Since yesterday2 nb non possono che tornare in mente le strawberry switchblade, amatissime in giappone

i film del decennio fissati con l’oscura londra ottocentesca

si concludono con lo sherlock holmes di guy ritchie, che si lascia vedere con piacere e fin dalla caratteristica di proporre alcune scene 2 volte, a diverse velocità o da diversi punti di vista, denuncia il suo carattere di pastiche citazionistico-postmoderno (ambito in cui io continuo a sguazzare avendoci imparato a nuotare negli anni 80 – il che gli conferisce ai miei occhi, paradossalmente, una certa gustosa autenticità) ma poi si risolve  in un film d'azione senza troppe complicazioni (neppure il classico holmes tossico), quindi adatto anche agli undicenni o giù di lì, numerosi in sala.
wikipedia ci dice tutto sia sul personaggio sia sul film, dunque non è che dobbiamo star qui a fare faticose ricerche o sfoggio di erudizione; certo, ognuno ha i suoi holmes preferiti e, dal punto di vista dell'interprete, io ho sempre avuto un debole per jeremy brett.
nel complesso, ho un po' rivalutato robert downey jr (avevo un pregiudizio datato 1992, per via di charlot) che entra peraltro nel novero degli holmes macchiettistici, non dico alla michael caine ma quasi, e soprattutto mi sono crogiolata nelle scenografie.
infatti quanto a materia per sognare (perché di questo si tratta) una cupissima londra vittoriana, il film fa il paio perlomeno con from hell, il david copperfield di polanski e sweeney todd di tim burton; il tower bridge in costruzione è quasi copiato dal ponte sulla manica degli extraordinary gentlemen di alan moore.
ma soprattutto, dobbiamo parlare degli stivali indossati da rachel mcadams nella scena finale: sono identici ai miei ma sembrano avere un tacco leggermente a rocchetto, cioè migliore. ora, se non sono belstaff, perché ci somigliano tanto? se lo sono, perché hanno quel tacco lì? la questione è grave.

parnassus

The-imaginarium-of-doctor-parnassus-968665l-imagine  si è rivelato il film di gilliam più riuscito da anni (ci sarebbe da riflettere sul perché i fratelli grimm e tideland, benché vedibili, nella sostanza hanno fallito – mi sa che il fantastico di gilliam non ha bisogno del rigore [o della serietà] della fiaba, deve affastellare narrazioni più farraginose e mitologiche e caotiche e umoristiche). 

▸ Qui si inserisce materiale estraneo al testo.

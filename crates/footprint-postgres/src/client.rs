use std::time::Duration;

use anyhow::{Context, Result};
use deadpool_postgres::{Config, ManagerConfig, Pool, PoolConfig, RecyclingMethod, Runtime, Timeouts};
use tokio_postgres::NoTls;
use tracing::debug;

/// PostgreSQL client wrapper with a bounded connection pool.
///
/// The pool size and wait timeout are the write path's backpressure
/// valve: when every connection is busy, `get_connection` fails after
/// `wait_timeout` instead of queueing unboundedly, and the caller treats
/// that as a transient failure.
#[derive(Clone)]
pub struct PostgresClient {
    pool: Pool,
}

impl PostgresClient {
    pub fn new(
        host: &str,
        port: u16,
        database: &str,
        username: &str,
        password: &str,
        max_pool_size: usize,
        wait_timeout: Duration,
    ) -> Result<Self> {
        let mut cfg = Config::new();
        cfg.host = Some(host.to_string());
        cfg.port = Some(port);
        cfg.dbname = Some(database.to_string());
        cfg.user = Some(username.to_string());
        cfg.password = Some(password.to_string());
        cfg.manager = Some(ManagerConfig {
            recycling_method: RecyclingMethod::Fast,
        });
        cfg.pool = Some(PoolConfig {
            max_size: max_pool_size,
            timeouts: Timeouts {
                wait: Some(wait_timeout),
                ..Timeouts::default()
            },
            ..PoolConfig::default()
        });

        let pool = cfg
            .create_pool(Some(Runtime::Tokio1), NoTls)
            .context("Failed to create postgres pool")?;

        Ok(Self { pool })
    }

    /// Pings the database to verify connectivity
    pub async fn ping(&self) -> Result<()> {
        let client = self.pool.get().await?;
        client.execute("SELECT 1", &[]).await?;
        debug!("PostgreSQL connection successful");
        Ok(())
    }

    /// Gets a connection from the pool, waiting at most the configured
    /// wait timeout.
    pub async fn get_connection(&self) -> Result<deadpool_postgres::Client> {
        Ok(self.pool.get().await?)
    }
}
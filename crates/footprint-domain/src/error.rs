use thiserror::Error;

/// A single failed field check, named so callers can surface it.
#[derive(Debug, Clone, PartialEq, Eq)]
pub struct ValidationError {
    pub field: String,
    pub message: String,
}

impl std::fmt::Display for ValidationError {
    fn fmt(&self, f: &mut std::fmt::Formatter<'_>) -> std::fmt::Result {
        write!(f, "{}: {}", self.field, self.message)
    }
}

#[derive(Error, Debug)]
pub enum DomainError {
    #[error("Invalid event payload: {0}")]
    Validation(ValidationError),

    #[error("Broker unavailable: {0}")]
    BrokerUnavailable(#[source] anyhow::Error),

    #[error("Malformed message: {0}")]
    MalformedMessage(String),

    #[error("Repository error: {0}")]
    Repository(#[from] anyhow::Error),
}

pub type DomainResult<T> = Result<T, DomainError>;
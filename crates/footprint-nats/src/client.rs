use anyhow::{Context, Result};
use async_nats::connection::State;
use async_nats::jetstream::{
    self,
    stream::{Config as StreamConfig, RetentionPolicy, StorageType},
};
use async_trait::async_trait;
use footprint_domain::ReadinessProbe;
use std::sync::Arc;
use tracing::{error, info, instrument};

use crate::traits::{JetStreamConsumer, JetStreamPublisher, PullConsumer};

pub struct NatsClient {
    client: async_nats::Client,
    jetstream: jetstream::Context,
}

impl NatsClient {
    pub async fn connect(url: &str, timeout: std::time::Duration) -> Result<Self> {
        info!(url = %url, timeout_ms = timeout.as_millis(), "Connecting to NATS");

        // Configure connection timeout for establishing the TCP connection
        let client = async_nats::ConnectOptions::new()
            .connection_timeout(timeout)
            .connect(url)
            .await
            .context("Failed to connect to NATS")?;

        let jetstream = jetstream::new(client.clone());

        info!("Successfully connected to NATS");
        Ok(Self { client, jetstream })
    }

    /// Declare a durable file-backed work queue, idempotently.
    ///
    /// Messages survive a broker restart and are removed once acknowledged.
    pub async fn ensure_queue(&self, stream_name: &str) -> Result<()> {
        info!(stream = %stream_name, "Ensuring durable queue exists");

        let stream_config = StreamConfig {
            name: stream_name.to_string(),
            subjects: vec![format!("{}.*", stream_name)],
            retention: RetentionPolicy::WorkQueue,
            storage: StorageType::File,
            ..Default::default()
        };

        match self.jetstream.get_stream(stream_name).await {
            Ok(_) => {
                info!(stream = %stream_name, "Queue already exists");
            }
            Err(_) => {
                self.jetstream
                    .create_stream(stream_config)
                    .await
                    .context("Failed to create stream")?;
                info!(stream = %stream_name, "Created durable queue");
            }
        }

        Ok(())
    }

    /// Create a JetStreamConsumer trait object from this client
    pub fn create_consumer_client(&self) -> Arc<dyn JetStreamConsumer> {
        Arc::new(NatsJetStreamConsumer::new(self.jetstream.clone()))
    }

    /// Create a JetStreamPublisher trait object from this client
    pub fn create_publisher_client(&self) -> Arc<dyn JetStreamPublisher> {
        Arc::new(NatsJetStreamPublisher::new(self.jetstream.clone()))
    }

    /// Flush pending writes before shutdown; the connection itself closes
    /// on drop.
    pub async fn close(&self) {
        info!("Closing NATS connection");
        if let Err(e) = self.client.flush().await {
            error!(error = %e, "Failed to flush NATS connection");
        }
    }
}

/// The ingestion endpoint's readiness is its broker connectivity: a 202
/// can only be promised while the durable enqueue path is reachable.
impl ReadinessProbe for NatsClient {
    fn is_ready(&self) -> bool {
        matches!(self.client.connection_state(), State::Connected)
    }
}

/// Concrete implementation of JetStreamPublisher using async-nats
pub struct NatsJetStreamPublisher {
    context: jetstream::Context,
}

impl NatsJetStreamPublisher {
    pub fn new(context: jetstream::Context) -> Self {
        Self { context }
    }
}

#[async_trait]
impl JetStreamPublisher for NatsJetStreamPublisher {
    #[instrument(skip(self, payload), fields(subject = %subject, payload_size = payload.len()))]
    async fn publish(&self, subject: String, payload: bytes::Bytes) -> Result<()> {
        let ack = self
            .context
            .publish(subject, payload)
            .await
            .context("Failed to publish message to JetStream")?;

        ack.await
            .context("Failed to receive JetStream persistence acknowledgment")?;
        Ok(())
    }
}

/// Concrete implementation of JetStreamConsumer using async-nats
pub struct NatsJetStreamConsumer {
    context: jetstream::Context,
}

impl NatsJetStreamConsumer {
    pub fn new(context: jetstream::Context) -> Self {
        Self { context }
    }
}

#[async_trait]
impl JetStreamConsumer for NatsJetStreamConsumer {
    async fn create_consumer(
        &self,
        config: jetstream::consumer::pull::Config,
        stream_name: &str,
    ) -> Result<Box<dyn PullConsumer>> {
        let consumer = self
            .context
            .create_consumer_on_stream(config, stream_name)
            .await
            .context("Failed to create consumer")?;

        Ok(Box::new(NatsPullConsumer { consumer }))
    }
}

/// Concrete implementation of PullConsumer using async-nats
pub struct NatsPullConsumer {
    consumer: jetstream::consumer::PullConsumer,
}

#[async_trait]
impl PullConsumer for NatsPullConsumer {
    async fn fetch_messages(
        &self,
        max_messages: usize,
        expires: std::time::Duration,
    ) -> Result<Vec<jetstream::Message>> {
        use futures::StreamExt;

        let mut messages = self
            .consumer
            .fetch()
            .max_messages(max_messages)
            .expires(expires)
            .messages()
            .await
            .context("Failed to fetch messages")?;

        let mut result = Vec::new();
        while let Some(msg) = messages.next().await {
            match msg {
                Ok(message) => result.push(message),
                Err(e) => {
                    error!(error = %e, "Error receiving message");
                    // Continue processing other messages
                }
            }
        }
        Ok(result)
    }
}
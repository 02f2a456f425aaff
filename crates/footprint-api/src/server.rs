use anyhow::{Context, Result};
use tokio_util::sync::CancellationToken;
use tracing::{debug, info};

use crate::handlers::{build_router, AppState};

#[derive(Debug, Clone)]
pub struct HttpServerConfig {
    pub host: String,
    pub port: u16,
}

/// The ingestion HTTP server, packaged as a runner process.
pub struct IngestionApi {
    state: AppState,
    config: HttpServerConfig,
}

impl IngestionApi {
    pub fn new(state: AppState, config: HttpServerConfig) -> Self {
        debug!("Initializing ingestion API module");
        Self { state, config }
    }

    pub fn into_runner_process(
        self,
    ) -> impl FnOnce(
        CancellationToken,
    ) -> std::pin::Pin<
        Box<dyn std::future::Future<Output = anyhow::Result<()>> + Send>,
    > {
        move |ctx| Box::pin(async move { run_http_server(self.config, self.state, ctx).await })
    }
}

async fn run_http_server(
    config: HttpServerConfig,
    state: AppState,
    ctx: CancellationToken,
) -> Result<()> {
    let addr = format!("{}:{}", config.host, config.port);
    let listener = tokio::net::TcpListener::bind(&addr)
        .await
        .with_context(|| format!("Failed to bind ingestion API to {}", addr))?;

    info!(addr = %addr, "Ingestion API listening");

    axum::serve(listener, build_router(state))
        .with_graceful_shutdown(async move { ctx.cancelled().await })
        .await
        .context("Ingestion API server error")?;

    info!("Ingestion API shut down gracefully");
    Ok(())
}
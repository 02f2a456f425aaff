use std::sync::atomic::AtomicBool;
use std::sync::Arc;
use std::time::Duration;

use footprint_domain::{ActivityEventRepository, RetryPolicy};
use footprint_nats::{ConsumerConfig, EventConsumer, NatsClient};
use tokio_util::sync::CancellationToken;
use tracing::info;

use crate::health::{run_health_server, HealthServerConfig};

/// A boxed long-running process, in the shape the runner consumes.
pub type WorkerProcess = Box<
    dyn FnOnce(
            CancellationToken,
        )
            -> std::pin::Pin<Box<dyn std::future::Future<Output = anyhow::Result<()>> + Send>>
        + Send,
>;

pub struct EventWorkerConfig {
    pub stream: String,
    pub filter_subject: String,
    pub durable_name: String,
    pub dead_letter_subject: String,
    /// Parallel consumer loops; the broker distributes messages across
    /// them through the shared durable consumer
    pub num_workers: usize,
    pub batch_size: usize,
    pub batch_wait: Duration,
    pub ack_wait: Duration,
    pub max_deliveries: i64,
    pub retry_delay: Duration,
    pub backoff_base: Duration,
    pub backoff_cap: Duration,
    pub health_host: String,
    pub health_port: u16,
}

/// The event-persistence worker: N consumer loops over the shared durable
/// queue plus a health listener on its own port.
pub struct EventWorker {
    consumers: Vec<EventConsumer>,
    health_config: HealthServerConfig,
    readiness: Arc<AtomicBool>,
}

impl EventWorker {
    pub fn new(
        repository: Arc<dyn ActivityEventRepository>,
        nats_client: Arc<NatsClient>,
        config: EventWorkerConfig,
    ) -> Self {
        info!(
            workers = config.num_workers,
            durable = %config.durable_name,
            "Initializing event worker"
        );

        let readiness = Arc::new(AtomicBool::new(false));

        let consumer_config = ConsumerConfig {
            stream: config.stream,
            durable_name: config.durable_name,
            filter_subject: config.filter_subject,
            batch_size: config.batch_size,
            batch_wait: config.batch_wait,
            ack_wait: config.ack_wait,
            dead_letter_subject: config.dead_letter_subject,
            retry_policy: RetryPolicy {
                max_deliveries: config.max_deliveries,
                retry_delay: config.retry_delay,
            },
            backoff_base: config.backoff_base,
            backoff_cap: config.backoff_cap,
        };

        let consumers = (0..config.num_workers.max(1))
            .map(|_| {
                EventConsumer::new(
                    nats_client.create_consumer_client(),
                    nats_client.create_publisher_client(),
                    repository.clone(),
                    readiness.clone(),
                    consumer_config.clone(),
                )
            })
            .collect();

        Self {
            consumers,
            health_config: HealthServerConfig {
                host: config.health_host,
                port: config.health_port,
            },
            readiness,
        }
    }

    /// Breaks the worker down into named runner processes: one per
    /// consumer loop, plus the health listener.
    pub fn into_runner_processes(self) -> Vec<(String, WorkerProcess)> {
        let mut processes: Vec<(String, WorkerProcess)> = self
            .consumers
            .into_iter()
            .enumerate()
            .map(|(i, consumer)| {
                let process: WorkerProcess =
                    Box::new(move |ctx| Box::pin(async move { consumer.run(ctx).await }));
                (format!("event_consumer_{}", i), process)
            })
            .collect();

        let health_config = self.health_config;
        let readiness = self.readiness;
        let health: WorkerProcess = Box::new(move |ctx| {
            Box::pin(async move { run_health_server(health_config, readiness, ctx).await })
        });
        processes.push(("worker_health".to_string(), health));

        processes
    }
}
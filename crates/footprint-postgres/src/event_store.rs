use std::time::Duration;

use anyhow::anyhow;
use async_trait::async_trait;
use footprint_domain::{ActivityEvent, ActivityEventRepository, PersistError, PersistOutcome};
use serde_json::Value;
use tracing::{debug, info, instrument};

use crate::client::PostgresClient;

const INSERT_EVENT: &str = r#"
INSERT INTO user_activities (user_id, event_type, "timestamp", metadata, dedup_key)
VALUES ($1, $2, $3, $4, $5)
ON CONFLICT (dedup_key) WHERE dedup_key IS NOT NULL DO NOTHING
RETURNING id"#;

/// Activity event persistence against PostgreSQL.
///
/// Every failure is classified as transient or permanent so the consumer
/// can tell "retry later" from "this row will never insert". Duplicate
/// suppression rides on the insert itself: `DO NOTHING` against the
/// partial dedup index turns a replay into a no-row result rather than a
/// unique-violation error.
#[derive(Clone)]
pub struct EventStore {
    client: PostgresClient,
    statement_timeout: Duration,
}

impl EventStore {
    pub fn new(client: PostgresClient, statement_timeout: Duration) -> Self {
        Self {
            client,
            statement_timeout,
        }
    }

    async fn insert(&self, event: &ActivityEvent) -> Result<PersistOutcome, PersistError> {
        // Pool exhaustion and wait timeouts are load conditions, not data
        // problems: always worth retrying.
        let conn = self
            .client
            .get_connection()
            .await
            .map_err(|e| PersistError::Transient(e.context("Failed to acquire connection")))?;

        let metadata = Value::Object(event.metadata.clone());

        let row = conn
            .query_opt(
                INSERT_EVENT,
                &[
                    &event.user_id,
                    &event.event_type,
                    &event.occurred_at,
                    &metadata,
                    &event.dedup_key,
                ],
            )
            .await
            .map_err(classify_db_error)?;

        match row {
            Some(row) => {
                let id: i64 = row.get(0);
                debug!(id, user_id = event.user_id, "Inserted activity event");
                Ok(PersistOutcome::Inserted(id))
            }
            None => {
                info!(
                    user_id = event.user_id,
                    dedup_key = event.dedup_key.as_deref().unwrap_or(""),
                    "Duplicate event ignored"
                );
                Ok(PersistOutcome::DuplicateIgnored)
            }
        }
    }
}

#[async_trait]
impl ActivityEventRepository for EventStore {
    #[instrument(skip(self, event), fields(user_id = event.user_id, event_type = %event.event_type))]
    async fn persist(&self, event: &ActivityEvent) -> Result<PersistOutcome, PersistError> {
        match tokio::time::timeout(self.statement_timeout, self.insert(event)).await {
            Ok(result) => result,
            Err(_) => Err(PersistError::Transient(anyhow!(
                "insert did not complete within {:?}",
                self.statement_timeout
            ))),
        }
    }
}

/// Sort a database error into the retryable or terminal bucket.
///
/// Errors with no SQLSTATE are connection-level (broken socket, protocol
/// error) and retryable. Anything else is judged by SQLSTATE class.
fn classify_db_error(err: tokio_postgres::Error) -> PersistError {
    match err.code() {
        Some(state) => {
            let code = state.code().to_string();
            let wrapped =
                anyhow::Error::new(err).context(format!("database error (SQLSTATE {})", code));
            if is_transient_sqlstate(&code) {
                PersistError::Transient(wrapped)
            } else {
                PersistError::Permanent(wrapped)
            }
        }
        None => {
            PersistError::Transient(anyhow::Error::new(err).context("database connection error"))
        }
    }
}

/// SQLSTATE classes that indicate a condition expected to clear on its
/// own. Constraint and data errors (classes 22, 23, 42, ...) will fail
/// identically on every redelivery, so they are permanent.
fn is_transient_sqlstate(code: &str) -> bool {
    code.starts_with("08")      // connection exception
        || code.starts_with("53") // insufficient resources
        || code.starts_with("57") // operator intervention, statement canceled
        || code.starts_with("40") // transaction rollback: deadlock, serialization
        || code == "55P03" // lock not available
}

#[cfg(test)]
mod tests {
    use super::*;

    #[test]
    fn test_connection_class_errors_are_transient() {
        assert!(is_transient_sqlstate("08000"));
        assert!(is_transient_sqlstate("08006"));
    }

    #[test]
    fn test_resource_exhaustion_is_transient() {
        assert!(is_transient_sqlstate("53100")); // disk full
        assert!(is_transient_sqlstate("53300")); // too many connections
    }

    #[test]
    fn test_cancellation_and_shutdown_are_transient() {
        assert!(is_transient_sqlstate("57014")); // query canceled
        assert!(is_transient_sqlstate("57P01")); // admin shutdown
    }

    #[test]
    fn test_deadlock_and_serialization_are_transient() {
        assert!(is_transient_sqlstate("40001"));
        assert!(is_transient_sqlstate("40P01"));
        assert!(is_transient_sqlstate("55P03"));
    }

    #[test]
    fn test_constraint_violations_are_permanent() {
        assert!(!is_transient_sqlstate("23502")); // not-null violation
        assert!(!is_transient_sqlstate("23505")); // unique violation
        assert!(!is_transient_sqlstate("23514")); // check violation
    }

    #[test]
    fn test_data_and_syntax_errors_are_permanent() {
        assert!(!is_transient_sqlstate("22001")); // value too long
        assert!(!is_transient_sqlstate("22P02")); // invalid text representation
        assert!(!is_transient_sqlstate("42703")); // undefined column
        assert!(!is_transient_sqlstate("42P01")); // undefined table
    }
}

parnassus è strapieno d'ironia (e parodia dei monasteri tibetani dei film d'azione), ma ti riporta fra i barboni della leggenda del re pescatore e delle dodici scimmie, sul palcoscenico di münchausen, e in particolare per me funziona perché nella mia immaginazione ci sono la battersea power station e le animazioni dei monty python e tom waits, quindi entrare in sala (sia pure il prosaico cinema gnomo di milano) è come varcare lo specchio dell'imaginarium.

the imaginarium of doctor parnassus film locations

gilliam about inspiration for the imaginarium (It probably began with Pollock's
Toy Theatres
in London. I remember when I first came here there was
a shop – and it still is here. They do these Victorian toy theatres, which
are cardboard cut-out ones and they have always intrigued me. In fact for
the first go at it, I went down to the Museum
of Childhood
here in London. I knew they had several old ones there,
so I just took some photographs and fiddled with them in Photoshop.)